Punta Cana. Con la ayuda de un androide teledirigido, un marcial ucraniano recupera a uno de sus compañeros heridos e intenta transportarlo a un división seguro, remotamente del frente. Pero de pronto ve humo mediocre en su pantalla: una mala señal.
«Mago», nombre de guerrilla de el imberbe de 27 abriles, sabe que su máquina chocó contra una mina. Está convencido de que la ocupación fracasó y de que su compañero de armas murió por su infracción.

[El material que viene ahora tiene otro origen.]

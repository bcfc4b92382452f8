use crate::shared::dns::class::*;
use crate::shared::dns::header::*;
use crate::shared::dns::name::*;
use crate::shared::dns::types::*;

/// Enum representing errors related to dns messages decoding. Different
/// variants represent errors coming from different parts of the dns message.
#[derive(Debug)]
pub enum MessageErr {
    HeaderErr(ParsingErr),
    QuestionErr(usize, ParsingErr),
    AnswerErr(usize, ParsingErr),
    AuthorityErr(usize, ParsingErr),
    AdditionalErr(usize, ParsingErr),
}

impl MessageErr {
    pub fn inner_err(&self) -> ParsingErr {
        match self {
            MessageErr::HeaderErr(err) => err.clone(),
            MessageErr::QuestionErr(_, err) => err.clone(),
            MessageErr::AnswerErr(_, err) => err.clone(),
            MessageErr::AuthorityErr(_, err) => err.clone(),
            MessageErr::AdditionalErr(_, err) => err.clone(),
        }
    }
}

/// Errors generated during messages decoding. Different variants
/// represent errors of different nature, from invalid formatted
/// messages to logic/consistency errors inside a message.
#[derive(Debug, Clone)]
pub enum ParsingErr {
    UnsupportedType(RecordType),
    UnexpectedType(RecordType),
    UnknownType(u16),
    UnsupportedClass(Class),
    UnknownClass(u16),
    UnknownOpCode(u8),
    UnsupportedOpCode(OpCode),
    UnknownRespCode(u8),
    DataLenMismatch,
    BytesEnd,

    DomainNameErr(NameErr),
    StringCharErr(String),
}

impl From<NameErr> for ParsingErr {
    fn from(ne: NameErr) -> Self {
        match ne {
            NameErr::BytesEnd => ParsingErr::BytesEnd,
            v => ParsingErr::DomainNameErr(v),
        }
    }
}
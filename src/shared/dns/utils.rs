use crate::shared::buffer::*;
use crate::shared::dns::errors::*;
use std::str;

/// Decode a character string, reading the bytes from the provided buffer.
/// Both the string length and non-UTF-8 values are checked.
pub fn decode_character_string(buffer: &mut BitsBuf) -> Result<String, ParsingErr> {
    let len_byte = check_end(buffer.read_u8())?;
    let str_bytes = check_end(buffer.read_bytes_vec(len_byte as usize))?;
    if str_bytes.len() > 255 {
        return Err(ParsingErr::StringCharErr("string len > 255".to_string()));
    }
    match str::from_utf8(&str_bytes) {
        Err(_) => Err(ParsingErr::StringCharErr("not utf-8".to_string())),
        Ok(str) => Ok(str.to_string()),
    }
}

/// Encode a character string returning a vector of bytes. Validation
/// is performed checking the length (Rust strings are already UTF-8).
pub fn encode_character_string(string: &str) -> Result<Vec<u8>, ParsingErr> {
    let len = string.len();
    if len > 255 {
        return Err(ParsingErr::StringCharErr("string len > 255".to_string()));
    }
    let mut bytes = Vec::with_capacity(len + 1);
    bytes.push(len as u8);
    bytes.extend(string.as_bytes());
    Ok(bytes)
}

pub fn is_valid_character_string(s: &str, quoted: bool) -> bool {
    if quoted {
        s.chars().all(|ch| ch.is_ascii())
    } else {
        s.chars().all(|ch| ch.is_ascii() && ch != ' ')
    }
}

pub fn check_end<T>(opt: Option<T>) -> Result<T, ParsingErr> {
    match opt {
        None => Err(ParsingErr::BytesEnd),
        Some(v) => Ok(v),
    }
}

«Durante cinco minutos esta asesinato pesó sobre mi conciencia», relata a la AFP.
Pero al mirar nuevamente la pantalla distingue una silueta que se arrastra para ponerse a menos.
El soldado herido sigue con vida. El equipo deberá cursar un segundo androide para terminar la ocupación.

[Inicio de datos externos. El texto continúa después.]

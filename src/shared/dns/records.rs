use crate::shared::buffer::*;
use crate::shared::dns::class::*;
use crate::shared::dns::errors::*;
use crate::shared::dns::name::*;
use crate::shared::dns::types::*;
use crate::shared::dns::utils::*;

/// Records present in the answer, authority and additional sections of dns
/// messages. A dns record refers to a specific node of the name system,
/// describing a specific type of resource. Note that not all [RecordType]s
/// have a corresponding [Record] variant since not all types are supported.
#[derive(Debug, Clone)]
pub enum Record {
    A {
        node: Name,
        class: Class,
        ttl: u32,
        data_len: u16,
        address: [u8; 4],
    },
    AAAA {
        node: Name,
        class: Class,
        ttl: u32,
        data_len: u16,
        address: [u8; 16],
    },
    NS {
        node: Name,
        class: Class,
        ttl: u32,
        data_len: u16,
        name: Name,
    },
    CNAME {
        node: Name,
        class: Class,
        ttl: u32,
        data_len: u16,
        name: Name,
    },
    SOA {
        node: Name,
        class: Class,
        ttl: u32,
        data_len: u16,
        ns_name: Name,
        ml_name: Name,
        serial: u32,
        refresh: u32,
        retry: u32,
        expire: u32,
        minimum: u32,
    },
    WKS {
        node: Name,
        class: Class,
        ttl: u32,
        data_len: u16,
        address: [u8; 4],
        protocol: u8,
        ports: Vec<u32>,
    },
    PTR {
        node: Name,
        class: Class,
        ttl: u32,
        data_len: u16,
        name: Name,
    },
    HINFO {
        node: Name,
        class: Class,
        ttl: u32,
        data_len: u16,
        cpu: String,
        os: String,
    },
    MX {
        node: Name,
        class: Class,
        ttl: u32,
        data_len: u16,
        priority: u16,
        name: Name,
    },
    TXT {
        node: Name,
        class: Class,
        ttl: u32,
        data_len: u16,
        txts: Vec<String>,
    },
    /// The EDNS0 pseudo-record (RFC 6891). Its wire layout repurposes the
    /// CLASS field as the requestor's UDP payload size and the TTL field as
    /// extended-rcode/version/flags, so it carries its own fields rather
    /// than the `class`/`ttl` pair every other variant shares.
    Opt {
        node: Name,
        udp_payload_size: u16,
        extended_rcode: u8,
        version: u8,
        do_bit: bool,
        data_len: u16,
    },
}

impl Record {
    /// Decode a dns message [`Record`] from the bytes read from the passed
    /// buffer. Unsupported types/classes are detected and the function returns
    /// proper errors. Unknown records types still cause the bytes of that record
    /// to be consumed (and an error is returned as usual).
    #[rustfmt::skip]
    pub fn decode_from_buf(buffer: &mut BitsBuf) -> Result<Record, ParsingErr> {
        let node = Name::from_bytes(buffer)?;
        let rec_type = decode_record_type(buffer)?;

        // OPT repurposes the CLASS and TTL fields, so it can't go through
        // the generic decode_class step below.
        if rec_type == RecordType::OPT {
            return decode_opt(node, buffer);
        }

        let class = decode_class(check_end(buffer.read_u16())?)?;
        let ttl = check_end(buffer.read_u32())?;
        let data_len = check_end(buffer.read_u16())?;

        match rec_type {
            RecordType::A => {
                let address = decode_a_data(buffer, data_len)?;
                Ok(Record::A { node, class, ttl, data_len, address })
            }
            RecordType::AAAA => {
                let address = decode_aaaa_data(buffer, data_len)?;
                Ok(Record::AAAA { node, class, ttl, data_len, address })
            }
            RecordType::NS => {
                let name = decode_ns_data(buffer, data_len)?;
                Ok(Record::NS { node, class, ttl, data_len, name })
            }
            RecordType::CNAME => {
                let name = decode_cname_data(buffer, data_len)?;
                Ok(Record::CNAME { node, class, ttl, data_len, name })
            }
            RecordType::SOA => {
                let data = decode_soa_data(buffer, data_len)?;
                Ok(Record::SOA {
                    node, class, ttl, data_len, ns_name: data.0, ml_name: data.1, serial: data.2,
                    refresh: data.3, retry: data.4, expire: data.5, minimum: data.6,
                })
            }
            RecordType::WKS => {
                let (address, protocol, ports) = decode_wks_data(buffer, data_len)?;
                Ok(Record::WKS {
                    node, class, ttl, data_len,
                    address, protocol, ports,
                })
            }
            RecordType::PTR => {
                let name = decode_ptr_data(buffer, data_len)?;
                Ok(Record::PTR { node, class, ttl, data_len, name })
            }
            RecordType::HINFO => {
                let (cpu, os) = decode_hinfo_data(buffer, data_len)?;
                Ok(Record::HINFO { node, class, ttl, data_len, cpu, os })
            }
            RecordType::MX => {
                let (priority, name) = decode_mx_data(buffer, data_len)?;
                Ok(Record::MX {
                    node, class, ttl,
                    data_len, priority, name,
                })
            }
            RecordType::TXT => {
                let txts = decode_txt_data(buffer, data_len)?;
                Ok(Record::TXT { node, class, ttl, data_len, txts })
            }
            _ => {
                // Unsupported/invalid record types should
                // be already filtered above.
                unreachable!()
            }
        }
    }

    /// Decode a dns message [`Record`] from the bytes slice passed in.
    /// Wrapper function that allows decoding the record from raw bytes,
    /// opposed to [Record::decode_from_buf] method which needs a buffer.
    pub fn decode_from_bytes(bytes: &[u8]) -> Result<Record, ParsingErr> {
        let mut buf = BitsBuf::from_raw_bytes(bytes);
        Record::decode_from_buf(&mut buf)
    }

    /// Encode a dns message [`Record`] to raw bytes, writing them into the
    /// provided buffer. This function panics if some unsupported class or
    /// types are provided (to maintain invariants about supported features).
    #[rustfmt::skip]
    pub fn encode_to_buf(&self, buffer: &mut BitsBuf) -> Result<(), ParsingErr> {
        // OPT repurposes CLASS/TTL, so it's encoded separately rather than
        // through the generic node/class/ttl path below.
        if let Record::Opt { node, udp_payload_size, extended_rcode, version, do_bit, data_len } = self {
            buffer.write_bytes(&node.to_bytes());
            buffer.write_u16(RecordType::OPT.to_num());
            buffer.write_u16(*udp_payload_size);
            let flags: u32 = if *do_bit { 0x8000 } else { 0 };
            let ttl_bits = ((*extended_rcode as u32) << 24) | ((*version as u32) << 16) | flags;
            buffer.write_u32(ttl_bits);
            buffer.write_u16(*data_len);
            return Ok(());
        }

        let node = self.node();
        let class = self.class();
        let ttl = *self.ttl();
        let rec_type = self.record_type();

        assert!(rec_type.is_supported_for_records());
        assert!(matches!(class, Class::IN));

        buffer.write_bytes(&node.to_bytes());
        buffer.write_u16(rec_type.to_num());
        buffer.write_u16(class.to_num());
        buffer.write_u32(ttl);

        match self {
            Record::A { address, .. } => encode_a_data(buffer, address),
            Record::AAAA { address, .. } => encode_aaaa_data(buffer, address),
            Record::NS { name, .. } => encode_ns_data(buffer, name)?,
            Record::CNAME { name, .. } => encode_cname_data(buffer, name)?,
            Record::WKS { address, protocol, ports, .. } => encode_wks_data(buffer, address, *protocol, ports),
            Record::PTR { name, .. } => encode_ptr_data(buffer, &name)?,
            Record::HINFO { cpu, os, .. } => encode_hinfo_data(buffer, cpu, os)?,
            Record::MX { priority, name, .. } => encode_mx_data(buffer, *priority, name)?,
            Record::TXT { txts, .. } => encode_txt_data(buffer, txts)?,
            Record::SOA { ns_name, ml_name, serial, refresh, retry, expire, minimum, .. } => {
                encode_soa_data(buffer,
                    (&ns_name, &ml_name, *serial,
                     *refresh, *retry, *expire, *minimum),
                )?;
            }
            Record::Opt { .. } => unreachable!("handled by the early return above"),
        }

        Ok(())
    }
}

fn decode_record_type(buffer: &mut BitsBuf) -> Result<RecordType, ParsingErr> {
    match RecordType::from_num(check_end(buffer.read_u16())?) {
        Ok(v) if !v.is_supported_for_records() => Err(ParsingErr::UnsupportedType(v)),
        Ok(v) => Ok(v),
        Err(n) => {
            check_end(buffer.read_u16())?;
            check_end(buffer.read_u32())?;
            let data_len = check_end(buffer.read_u16())?;
            check_end(buffer.read_bytes_vec(data_len as usize))?;
            Err(ParsingErr::UnknownType(n))
        }
    }
}

// OPT's CLASS field holds the requestor's UDP payload size and its TTL
// field packs extended-rcode/version/flags, so it's decoded outside the
// generic class/ttl path decode_from_buf uses for every other type.
fn decode_opt(node: Name, buffer: &mut BitsBuf) -> Result<Record, ParsingErr> {
    let udp_payload_size = check_end(buffer.read_u16())?;
    let ttl_bits = check_end(buffer.read_u32())?;
    let data_len = check_end(buffer.read_u16())?;
    check_end(buffer.read_bytes_vec(data_len as usize))?;
    Ok(Record::Opt {
        node,
        udp_payload_size,
        extended_rcode: (ttl_bits >> 24) as u8,
        version: (ttl_bits >> 16) as u8,
        do_bit: ttl_bits & 0x8000 != 0,
        data_len,
    })
}

fn decode_class(n: u16) -> Result<Class, ParsingErr> {
    match Class::from_num(n) {
        Ok(v) if !v.is_supported() => Err(ParsingErr::UnsupportedClass(v)),
        Err(n) => Err(ParsingErr::UnknownClass(n)),
        Ok(v) => Ok(v),
    }
}

// The following implementation block is dedicated to getter and setter function.
// Note that some of them are generated via macros, but not all of them. It would
// be nice in the future to reduce the code by using more macros.

// Opt only shares `node` and `data_len` with the other variants (its
// class/ttl-position fields carry unrelated EDNS semantics), so it's folded
// into these two macros but handled by hand for `class`/`ttl` below.
macro_rules! getter {
    ($i: ident, $fn_name: ident, $type: ty) => {
        /// Returns the $i contained in the [`Record`].
        pub fn $fn_name(&self) -> $type {
            match self {
                Record::A { $i, .. } => $i,
                Record::AAAA { $i, .. } => $i,
                Record::NS { $i, .. } => $i,
                Record::CNAME { $i, .. } => $i,
                Record::SOA { $i, .. } => $i,
                Record::WKS { $i, .. } => $i,
                Record::PTR { $i, .. } => $i,
                Record::HINFO { $i, .. } => $i,
                Record::MX { $i, .. } => $i,
                Record::TXT { $i, .. } => $i,
                Record::Opt { $i, .. } => $i,
            }
        }
    };
}

impl Record {
    getter!(node, node, &Name);
    getter!(data_len, data_len, &u16);

    /// Returns the record's class. Panics on [`Record::Opt`], which carries
    /// a UDP payload size in the class position instead of a real class.
    pub fn class(&self) -> &Class {
        match self {
            Record::A { class, .. } => class,
            Record::AAAA { class, .. } => class,
            Record::NS { class, .. } => class,
            Record::CNAME { class, .. } => class,
            Record::SOA { class, .. } => class,
            Record::WKS { class, .. } => class,
            Record::PTR { class, .. } => class,
            Record::HINFO { class, .. } => class,
            Record::MX { class, .. } => class,
            Record::TXT { class, .. } => class,
            Record::Opt { .. } => panic!("class"),
        }
    }

    /// Returns the record's ttl. Panics on [`Record::Opt`], whose TTL-
    /// position field packs extended-rcode/version/flags instead.
    pub fn ttl(&self) -> &u32 {
        match self {
            Record::A { ttl, .. } => ttl,
            Record::AAAA { ttl, .. } => ttl,
            Record::NS { ttl, .. } => ttl,
            Record::CNAME { ttl, .. } => ttl,
            Record::SOA { ttl, .. } => ttl,
            Record::WKS { ttl, .. } => ttl,
            Record::PTR { ttl, .. } => ttl,
            Record::HINFO { ttl, .. } => ttl,
            Record::MX { ttl, .. } => ttl,
            Record::TXT { ttl, .. } => ttl,
            Record::Opt { .. } => panic!("ttl"),
        }
    }

    /// Sets the record's ttl. Panics on [`Record::Opt`] (see [`Self::ttl`]).
    pub fn set_ttl(&mut self, v: u32) {
        match self {
            Record::A { ttl, .. } => *ttl = v,
            Record::AAAA { ttl, .. } => *ttl = v,
            Record::NS { ttl, .. } => *ttl = v,
            Record::CNAME { ttl, .. } => *ttl = v,
            Record::SOA { ttl, .. } => *ttl = v,
            Record::WKS { ttl, .. } => *ttl = v,
            Record::PTR { ttl, .. } => *ttl = v,
            Record::HINFO { ttl, .. } => *ttl = v,
            Record::MX { ttl, .. } => *ttl = v,
            Record::TXT { ttl, .. } => *ttl = v,
            Record::Opt { .. } => panic!("set_ttl"),
        }
    }

    /// Returns the [RecordType] variant corresponding with the [`Record`].
    pub fn record_type(&self) -> RecordType {
        match self {
            Record::A { .. } => RecordType::A,
            Record::AAAA { .. } => RecordType::AAAA,
            Record::NS { .. } => RecordType::NS,
            Record::CNAME { .. } => RecordType::CNAME,
            Record::SOA { .. } => RecordType::SOA,
            Record::WKS { .. } => RecordType::WKS,
            Record::PTR { .. } => RecordType::PTR,
            Record::HINFO { .. } => RecordType::HINFO,
            Record::MX { .. } => RecordType::MX,
            Record::TXT { .. } => RecordType::TXT,
            Record::Opt { .. } => RecordType::OPT,
        }
    }

    /// Returns a reference to the A record data.
    /// Panics if the [`Record`] is not of type A.
    pub fn a_data(&self) -> &[u8; 4] {
        match self {
            Record::A { address, .. } => address,
            _ => panic!("a_data"),
        }
    }

    /// Returns a reference to the AAAA record data.
    /// Panics if the [`Record`] is not of type AAAA.
    pub fn aaaa_data(&self) -> &[u8; 16] {
        match self {
            Record::AAAA { address, .. } => address,
            _ => panic!("aaaa_data"),
        }
    }

    /// Returns a reference to the NS record data.
    /// Panics if the [`Record`] is not of type NS.
    pub fn ns_data(&self) -> &Name {
        match self {
            Record::NS { name, .. } => name,
            _ => panic!("ns_data"),
        }
    }

    /// Returns a reference to the CNAME record data.
    /// Panics if the [`Record`] is not of type CNAME.
    pub fn cname_data(&self) -> &Name {
        match self {
            Record::CNAME { name, .. } => name,
            _ => panic!("cname_data"),
        }
    }
}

La proliferación de drones baratos pero mortales desplegados tanto por Rusia como por Ucrania cambió la guerrilla y el modo en que los médicos de primera trayecto recuperan a los heridos en el campo de batalla.
Al inicio de la invasión rusa lanzazo a principios de 2022, el personal taza podía pasar al campo de batalla y excretar a los soldados con camillas o vehículos. Hoy es inasequible oportuno a los drones.
Olena Ivanenko recuerda episodios dolorosos en los que no pudo alcanzar a soldados heridos que estaban a menos de un kilómetro de distancia. «Escuchaba sus voces en la radiodifusión, pero no podía hacer falta», lamenta esta enfermera marcial.
La «zona mortal» de hecho de los drones se extienda hasta 10 kilómetros detrás de la trayecto del frente de batalla del flanco ucraniano, y allí cualquier movimiento puede ser lamentable, según analistas.
«Cuando un hermano o hermana muere, se acabó. No se les puede devolver a la vida, pero cuando hay una posibilidad de liberar a algún y no puedes hacerlo porque estás demasiado remotamente, es muy duro», precisa Ivanenko, quien sirve en el 412º regimiento ucraniano.
Esta impotencia obligó al ejército a ser creativo.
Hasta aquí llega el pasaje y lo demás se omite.